While there was never any hesitation nor lack of power from my bike, the chirping from the gas tank became a constant shrilling. It sounded like a song bird caught in wringer. My thought was that the electric fuel pump would draw more current as it worked against added resistance of a clogged fuel filter, either blowing a fuse or frying a relay. I had no idea if this was even a possibility, but not knowing inspired me to utter a fervent, “Shit, I just want to get home.”

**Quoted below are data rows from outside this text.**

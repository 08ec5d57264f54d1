// githerd: submodule-aware git housekeeping
//
// SPDX-FileCopyrightText: 2026 githerd contributors
// SPDX-License-Identifier: GPL-3.0-or-later

//! The `commit` command: commits pending changes across a repository tree.

use crate::cli::commit::CommitArgs;
use crate::config::Config;
use crate::error::Result;
use crate::git::commit::commit_all_recursive;
use crate::notify::{ConsoleNotifier, Notify, SilentNotifier};
use tracing::info;

/// Run the commit command.
///
/// Returns `false` when any repository in the tree failed, so the caller
/// can map it to a nonzero exit code.
///
/// # Errors
///
/// Returns an error if the repository root cannot be resolved or git
/// cannot be executed.
pub async fn run_commit_command(args: &CommitArgs, config: &Config) -> Result<bool> {
    let root = super::resolve_root(args.path.as_deref(), config)?;

    info!(root = %root.display(), "committing repository tree");

    let notify: Box<dyn Notify> = if args.json {
        Box::new(SilentNotifier)
    } else {
        Box::new(ConsoleNotifier)
    };

    let report = commit_all_recursive(
        &root,
        &args.message,
        &config.commit.recovery_branch,
        notify.as_ref(),
    )
    .await?;

    if args.json {
        println!("{}", serde_json::to_string_pretty(&report)?);
    }

    Ok(report.success())
}
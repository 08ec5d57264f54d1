// githerd: submodule-aware git housekeeping
//
// SPDX-FileCopyrightText: 2026 githerd contributors
// SPDX-License-Identifier: GPL-3.0-or-later

//! Library root.
//!
//! # Crate Architecture
//!
//! ```text
//!                        main.rs
//!                           |
//!                +----------+----------+
//!                v                     v
//!             cli (clap)          cmd (handlers)
//!                |         branch / commit / status
//!                +----------+----------+
//!                           v
//!              ,---------------------------,
//!              |          config           |
//!              |   TOML, layered settings  |
//!              '------------+--------------'
//!                           |
//!                           v
//!                          git
//!              status / submodule / branch
//!               commit  -> plan -> exec
//!                           |
//!   +-----------------------------------------+
//!   |  process   async spawn, line capture    |
//!   +-----------------------------------------+
//!   |  foundation   error, logging, notify    |
//!   +-----------------------------------------+
//! ```

pub mod cli;
pub mod cmd;
pub mod config;
pub mod error;
pub mod git;
pub mod logging;
pub mod notify;
pub mod process;
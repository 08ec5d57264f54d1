// githerd: submodule-aware git housekeeping
//
// SPDX-FileCopyrightText: 2026 githerd contributors
// SPDX-License-Identifier: GPL-3.0-or-later

//! Git operations module.
//!
//! ```text
//!              Public API
//!  status.rs  submodule.rs  branch.rs  commit.rs
//!      \          \            /          /
//!       v          v          v          v
//!      ,--------------------------------------,
//!      |    plan.rs (Step, run_plan)          |
//!      '-----------+--------------+-----------'
//!                  |              |
//!                  v              v
//!           interpret.rs       exec.rs
//!           (output text    (ProcessBuilder
//!            contracts)      --> git CLI)
//! ```
//!
//! Every substring of git's human-readable output this crate depends on
//! lives in `interpret`, nowhere else. `exec` is the single place a `git`
//! process is spawned.
//!
//! A failed git command is not a Rust error: it becomes a
//! [`report::RepoOutcome`] naming the command, while `Result` is reserved
//! for environment faults (no git binary, unreadable streams).

pub mod branch;
pub mod commit;
mod exec;
pub mod interpret;
pub mod plan;
pub mod report;
pub mod status;
pub mod submodule;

I switched out the fuel filter and changed the oil (that filter too) on Sunday. Actually, Clyde Jacobs changed them while I made him a hot dog and poured a cold beer. My intentions were good though. I told Clyde I wanted to watch the process, but he asked, “to what purpose,” and I had no good answer. The bad news is that the fuel filter did not seem substantially clogged. We ran the bike for ten minutes but there was no chirping. I will be very surprised if a $600 fuel pump does not sacrifice its life for a $29 fuel filter.
Actually, the fuel pump for a K75 is not $600... It is $19,289.
Anybody want to bet me it’s not the fuel filter?
©Copyright Jack Riepe 2010
AKA The Lindbergh Baby (Mac Pac)
AKA Vindak8r (Motorcycle Views)
AKA The Chamberlain -- PS (With A Shrug)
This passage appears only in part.